> **What to work on**
The records appear below. Copy each one exactly.

(Saved entries)
━━━━━━━━━━━━━━━━
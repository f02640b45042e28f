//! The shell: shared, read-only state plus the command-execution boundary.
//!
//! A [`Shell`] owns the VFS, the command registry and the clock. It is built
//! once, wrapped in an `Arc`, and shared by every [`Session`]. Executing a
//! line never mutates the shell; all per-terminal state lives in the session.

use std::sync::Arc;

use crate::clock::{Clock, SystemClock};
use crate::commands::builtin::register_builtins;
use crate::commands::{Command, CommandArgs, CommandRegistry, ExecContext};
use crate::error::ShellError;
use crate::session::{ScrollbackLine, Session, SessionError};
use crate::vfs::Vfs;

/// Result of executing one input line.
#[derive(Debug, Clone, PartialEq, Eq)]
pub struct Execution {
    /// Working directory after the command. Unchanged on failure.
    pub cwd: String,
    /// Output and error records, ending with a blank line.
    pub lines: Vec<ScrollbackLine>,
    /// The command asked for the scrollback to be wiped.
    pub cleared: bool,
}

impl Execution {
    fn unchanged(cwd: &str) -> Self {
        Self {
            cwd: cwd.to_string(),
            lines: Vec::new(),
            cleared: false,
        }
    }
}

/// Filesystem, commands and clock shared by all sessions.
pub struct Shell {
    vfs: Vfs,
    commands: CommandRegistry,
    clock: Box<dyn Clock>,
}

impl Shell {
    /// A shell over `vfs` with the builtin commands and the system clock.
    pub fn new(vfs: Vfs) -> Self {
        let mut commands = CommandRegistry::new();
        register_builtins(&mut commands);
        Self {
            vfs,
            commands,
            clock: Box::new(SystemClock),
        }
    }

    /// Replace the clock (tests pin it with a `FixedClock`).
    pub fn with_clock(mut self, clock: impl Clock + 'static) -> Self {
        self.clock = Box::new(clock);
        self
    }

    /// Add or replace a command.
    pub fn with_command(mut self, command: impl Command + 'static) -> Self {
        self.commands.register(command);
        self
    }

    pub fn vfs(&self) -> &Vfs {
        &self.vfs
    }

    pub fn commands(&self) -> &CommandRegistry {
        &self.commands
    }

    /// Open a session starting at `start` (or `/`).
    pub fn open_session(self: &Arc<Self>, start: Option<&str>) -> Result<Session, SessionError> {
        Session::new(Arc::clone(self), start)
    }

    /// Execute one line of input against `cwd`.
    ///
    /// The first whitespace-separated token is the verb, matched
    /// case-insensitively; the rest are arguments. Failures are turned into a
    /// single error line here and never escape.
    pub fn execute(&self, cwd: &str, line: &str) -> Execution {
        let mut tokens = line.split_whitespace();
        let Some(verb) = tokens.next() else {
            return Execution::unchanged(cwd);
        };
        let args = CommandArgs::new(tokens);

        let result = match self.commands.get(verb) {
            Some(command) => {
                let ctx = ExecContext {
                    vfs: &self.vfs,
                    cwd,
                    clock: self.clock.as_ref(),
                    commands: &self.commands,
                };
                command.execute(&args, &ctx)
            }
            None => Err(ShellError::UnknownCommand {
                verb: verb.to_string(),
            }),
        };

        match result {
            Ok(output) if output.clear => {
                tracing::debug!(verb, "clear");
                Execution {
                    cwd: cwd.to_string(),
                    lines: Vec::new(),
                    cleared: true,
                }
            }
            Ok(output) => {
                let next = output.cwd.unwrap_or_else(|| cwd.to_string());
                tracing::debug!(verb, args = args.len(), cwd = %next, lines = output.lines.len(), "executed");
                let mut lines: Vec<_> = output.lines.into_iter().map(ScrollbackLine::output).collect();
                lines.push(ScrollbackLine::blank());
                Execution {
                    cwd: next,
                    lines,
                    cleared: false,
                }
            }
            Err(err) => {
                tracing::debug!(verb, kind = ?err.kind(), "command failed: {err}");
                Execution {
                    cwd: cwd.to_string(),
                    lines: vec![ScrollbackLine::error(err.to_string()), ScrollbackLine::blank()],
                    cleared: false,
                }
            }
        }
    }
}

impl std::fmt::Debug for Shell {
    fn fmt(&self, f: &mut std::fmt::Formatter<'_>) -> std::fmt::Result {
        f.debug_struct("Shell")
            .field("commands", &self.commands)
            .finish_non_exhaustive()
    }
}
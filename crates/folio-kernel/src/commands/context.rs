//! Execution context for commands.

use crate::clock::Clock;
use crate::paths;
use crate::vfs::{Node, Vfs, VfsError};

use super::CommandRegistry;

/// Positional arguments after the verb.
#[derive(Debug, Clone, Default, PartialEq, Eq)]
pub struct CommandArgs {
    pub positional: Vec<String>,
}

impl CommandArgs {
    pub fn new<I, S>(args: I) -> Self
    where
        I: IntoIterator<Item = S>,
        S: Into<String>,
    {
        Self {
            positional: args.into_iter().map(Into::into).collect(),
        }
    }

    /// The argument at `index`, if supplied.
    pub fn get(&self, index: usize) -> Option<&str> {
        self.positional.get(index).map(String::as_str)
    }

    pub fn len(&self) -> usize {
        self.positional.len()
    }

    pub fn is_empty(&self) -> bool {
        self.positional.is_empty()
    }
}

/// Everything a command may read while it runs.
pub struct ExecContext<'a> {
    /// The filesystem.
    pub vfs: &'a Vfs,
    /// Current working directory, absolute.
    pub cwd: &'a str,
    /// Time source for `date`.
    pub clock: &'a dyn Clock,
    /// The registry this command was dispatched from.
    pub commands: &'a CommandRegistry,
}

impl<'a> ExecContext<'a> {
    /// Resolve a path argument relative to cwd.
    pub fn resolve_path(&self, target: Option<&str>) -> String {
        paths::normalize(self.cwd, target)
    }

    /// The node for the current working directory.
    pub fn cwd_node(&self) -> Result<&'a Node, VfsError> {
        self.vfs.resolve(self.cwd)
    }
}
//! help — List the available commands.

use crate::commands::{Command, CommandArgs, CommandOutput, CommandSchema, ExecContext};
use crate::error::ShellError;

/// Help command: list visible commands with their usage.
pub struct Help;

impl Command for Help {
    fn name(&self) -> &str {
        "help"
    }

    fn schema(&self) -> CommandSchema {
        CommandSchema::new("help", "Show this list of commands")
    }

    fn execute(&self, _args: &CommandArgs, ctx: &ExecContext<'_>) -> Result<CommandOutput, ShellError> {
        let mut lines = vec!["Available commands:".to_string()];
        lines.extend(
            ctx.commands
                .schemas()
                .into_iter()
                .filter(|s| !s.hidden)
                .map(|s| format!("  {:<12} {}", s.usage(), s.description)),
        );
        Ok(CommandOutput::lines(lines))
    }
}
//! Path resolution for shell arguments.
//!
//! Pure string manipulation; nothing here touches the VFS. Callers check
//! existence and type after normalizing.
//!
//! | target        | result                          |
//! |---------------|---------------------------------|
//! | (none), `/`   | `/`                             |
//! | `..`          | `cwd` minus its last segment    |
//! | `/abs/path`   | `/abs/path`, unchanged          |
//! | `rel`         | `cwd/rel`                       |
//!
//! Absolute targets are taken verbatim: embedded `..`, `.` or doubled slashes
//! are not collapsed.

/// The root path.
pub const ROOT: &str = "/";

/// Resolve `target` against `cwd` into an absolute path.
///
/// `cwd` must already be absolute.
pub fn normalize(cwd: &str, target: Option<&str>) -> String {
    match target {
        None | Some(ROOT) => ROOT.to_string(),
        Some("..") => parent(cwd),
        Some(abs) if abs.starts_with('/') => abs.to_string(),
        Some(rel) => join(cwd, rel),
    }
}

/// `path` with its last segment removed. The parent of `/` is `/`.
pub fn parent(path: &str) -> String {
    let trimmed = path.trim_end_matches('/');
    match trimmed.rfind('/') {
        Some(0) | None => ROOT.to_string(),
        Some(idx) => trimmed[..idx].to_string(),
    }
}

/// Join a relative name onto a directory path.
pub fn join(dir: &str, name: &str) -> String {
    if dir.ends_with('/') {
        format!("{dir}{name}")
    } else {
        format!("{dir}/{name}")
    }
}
━━━━━━━━━━━━━━━━
> **Output of the exercise**
repository f02640b45042e28f
//! The shell: shared, read-only state plus the command-execution boundary.
//!
//! A [`Shell`] owns the VFS, the command registry and the clock. It is built
//! once, wrapped in an `Arc`, and shared by every [`Session`]. Executing a
//! line never mutates the shell; all per-terminal state lives in the session.

use std::sync::Arc;

use crate::clock::{Clock, SystemClock};
use crate::commands::builtin::register_builtins;
use crate::commands::{Command, CommandArgs, CommandRegistry, ExecContext};
use crate::error::ShellError;
use crate::session::{ScrollbackLine, Session, SessionError};
use crate::vfs::Vfs;

/// Result of executing one input line.
#[derive(Debug, Clone, PartialEq, Eq)]
pub struct Execution {
    /// Working directory after the command. Unchanged on failure.
    pub cwd: String,
    /// Output and error records, ending with a blank line.
    pub lines: Vec<ScrollbackLine>,
    /// The command asked for the scrollback to be wiped.
    pub cleared: bool,
}

impl Execution {
    fn unchanged(cwd: &str) -> Self {
        Self {
            cwd: cwd.to_string(),
            lines: Vec::new(),
            cleared: false,
        }
    }
}

/// Filesystem, commands and clock shared by all sessions.
pub struct Shell {
    vfs: Vfs,
    commands: CommandRegistry,
    clock: Box<dyn Clock>,
}

impl Shell {
    /// A shell over `vfs` with the builtin commands and the system clock.
    pub fn new(vfs: Vfs) -> Self {
        let mut commands = CommandRegistry::new();
        register_builtins(&mut commands);
        Self {
            vfs,
            commands,
            clock: Box::new(SystemClock),
        }
    }

    /// Replace the clock (tests pin it with a `FixedClock`).
    pub fn with_clock(mut self, clock: impl Clock + 'static) -> Self {
        self.clock = Box::new(clock);
        self
    }

    /// Add or replace a command.
    pub fn with_command(mut self, command: impl Command + 'static) -> Self {
        self.commands.register(command);
        self
    }

    pub fn vfs(&self) -> &Vfs {
        &self.vfs
    }

    pub fn commands(&self) -> &CommandRegistry {
        &self.commands
    }

    /// Open a session starting at `start` (or `/`).
    pub fn open_session(self: &Arc<Self>, start: Option<&str>) -> Result<Session, SessionError> {
        Session::new(Arc::clone(self), start)
    }

    /// Execute one line of input against `cwd`.
    ///
    /// The first whitespace-separated token is the verb, matched
    /// case-insensitively; the rest are arguments. Failures are turned into a
    /// single error line here and never escape.
    pub fn execute(&self, cwd: &str, line: &str) -> Execution {
        let mut tokens = line.split_whitespace();
        let Some(verb) = tokens.next() else {
            return Execution::unchanged(cwd);
        };
        let args = CommandArgs::new(tokens);

        let result = match self.commands.get(verb) {
            Some(command) => {
                let ctx = ExecContext {
                    vfs: &self.vfs,
                    cwd,
                    clock: self.clock.as_ref(),
                    commands: &self.commands,
                };
                command.execute(&args, &ctx)
            }
            None => Err(ShellError::UnknownCommand {
                verb: verb.to_string(),
            }),
        };

        match result {
            Ok(output) if output.clear => {
                tracing::debug!(verb, "clear");
                Execution {
                    cwd: cwd.to_string(),
                    lines: Vec::new(),
                    cleared: true,
                }
            }
            Ok(output) => {
                let next = output.cwd.unwrap_or_else(|| cwd.to_string());
                tracing::debug!(verb, args = args.len(), cwd = %next, lines = output.lines.len(), "executed");
                let mut lines: Vec<_> = output.lines.into_iter().map(ScrollbackLine::output).collect();
                lines.push(ScrollbackLine::blank());
                Execution {
                    cwd: next,
                    lines,
                    cleared: false,
                }
            }
            Err(err) => {
                tracing::debug!(verb, kind = ?err.kind(), "command failed: {err}");
                Execution {
                    cwd: cwd.to_string(),
                    lines: vec![ScrollbackLine::error(err.to_string()), ScrollbackLine::blank()],
                    cleared: false,
                }
            }
        }
    }
}

impl std::fmt::Debug for Shell {
    fn fmt(&self, f: &mut std::fmt::Formatter<'_>) -> std::fmt::Result {
        f.debug_struct("Shell")
            .field("commands", &self.commands)
            .finish_non_exhaustive()
    }
}
filename crates/folio-kernel/src/commands/context.rs
//! Execution context for commands.

use crate::clock::Clock;
use crate::paths;
use crate::vfs::{Node, Vfs, VfsError};

use super::CommandRegistry;

/// Positional arguments after the verb.
#[derive(Debug, Clone, Default, PartialEq, Eq)]
pub struct CommandArgs {
    pub positional: Vec<String>,
}

impl CommandArgs {
    pub fn new<I, S>(args: I) -> Self
    where
        I: IntoIterator<Item = S>,
        S: Into<String>,
    {
        Self {
            positional: args.into_iter().map(Into::into).collect(),
        }
    }

    /// The argument at `index`, if supplied.
    pub fn get(&self, index: usize) -> Option<&str> {
        self.positional.get(index).map(String::as_str)
    }

    pub fn len(&self) -> usize {
        self.positional.len()
    }

    pub fn is_empty(&self) -> bool {
        self.positional.is_empty()
    }
}

/// Everything a command may read while it runs.
pub struct ExecContext<'a> {
    /// The filesystem.
    pub vfs: &'a Vfs,
    /// Current working directory, absolute.
    pub cwd: &'a str,
    /// Time source for `date`.
    pub clock: &'a dyn Clock,
    /// The registry this command was dispatched from.
    pub commands: &'a CommandRegistry,
}

impl<'a> ExecContext<'a> {
    /// Resolve a path argument relative to cwd.
    pub fn resolve_path(&self, target: Option<&str>) -> String {
        paths::normalize(self.cwd, target)
    }

    /// The node for the current working directory.
    pub fn cwd_node(&self) -> Result<&'a Node, VfsError> {
        self.vfs.resolve(self.cwd)
    }
}
//! help — List the available commands.

use crate::commands::{Command, CommandArgs, CommandOutput, CommandSchema, ExecContext};
use crate::error::ShellError;

/// Help command: list visible commands with their usage.
pub struct Help;

impl Command for Help {
    fn name(&self) -> &str {
        "help"
    }

    fn schema(&self) -> CommandSchema {
        CommandSchema::new("help", "Show this list of commands")
    }

    fn execute(&self, _args: &CommandArgs, ctx: &ExecContext<'_>) -> Result<CommandOutput, ShellError> {
        let mut lines = vec!["Available commands:".to_string()];
        lines.extend(
            ctx.commands
                .schemas()
                .into_iter()
                .filter(|s| !s.hidden)
                .map(|s| format!("  {:<12} {}", s.usage(), s.description)),
        );
        Ok(CommandOutput::lines(lines))
    }
}
//! Path resolution for shell arguments.
//!
//! Pure string manipulation; nothing here touches the VFS. Callers check
//! existence and type after normalizing.
//!
//! | target        | result                          |
//! |---------------|---------------------------------|
//! | (none), `/`   | `/`                             |
//! | `..`          | `cwd` minus its last segment    |
//! | `/abs/path`   | `/abs/path`, unchanged          |
//! | `rel`         | `cwd/rel`                       |
//!
//! Absolute targets are taken verbatim: embedded `..`, `.` or doubled slashes
//! are not collapsed.

/// The root path.
pub const ROOT: &str = "/";

/// Resolve `target` against `cwd` into an absolute path.
///
/// `cwd` must already be absolute.
pub fn normalize(cwd: &str, target: Option<&str>) -> String {
    match target {
        None | Some(ROOT) => ROOT.to_string(),
        Some("..") => parent(cwd),
        Some(abs) if abs.starts_with('/') => abs.to_string(),
        Some(rel) => join(cwd, rel),
    }
}

/// `path` with its last segment removed. The parent of `/` is `/`.
pub fn parent(path: &str) -> String {
    let trimmed = path.trim_end_matches('/');
    match trimmed.rfind('/') {
        Some(0) | None => ROOT.to_string(),
        Some(idx) => trimmed[..idx].to_string(),
    }
}

/// Join a relative name onto a directory path.
pub fn join(dir: &str, name: &str) -> String {
    if dir.ends_with('/') {
        format!("{dir}{name}")
    } else {
        format!("{dir}/{name}")
    }
}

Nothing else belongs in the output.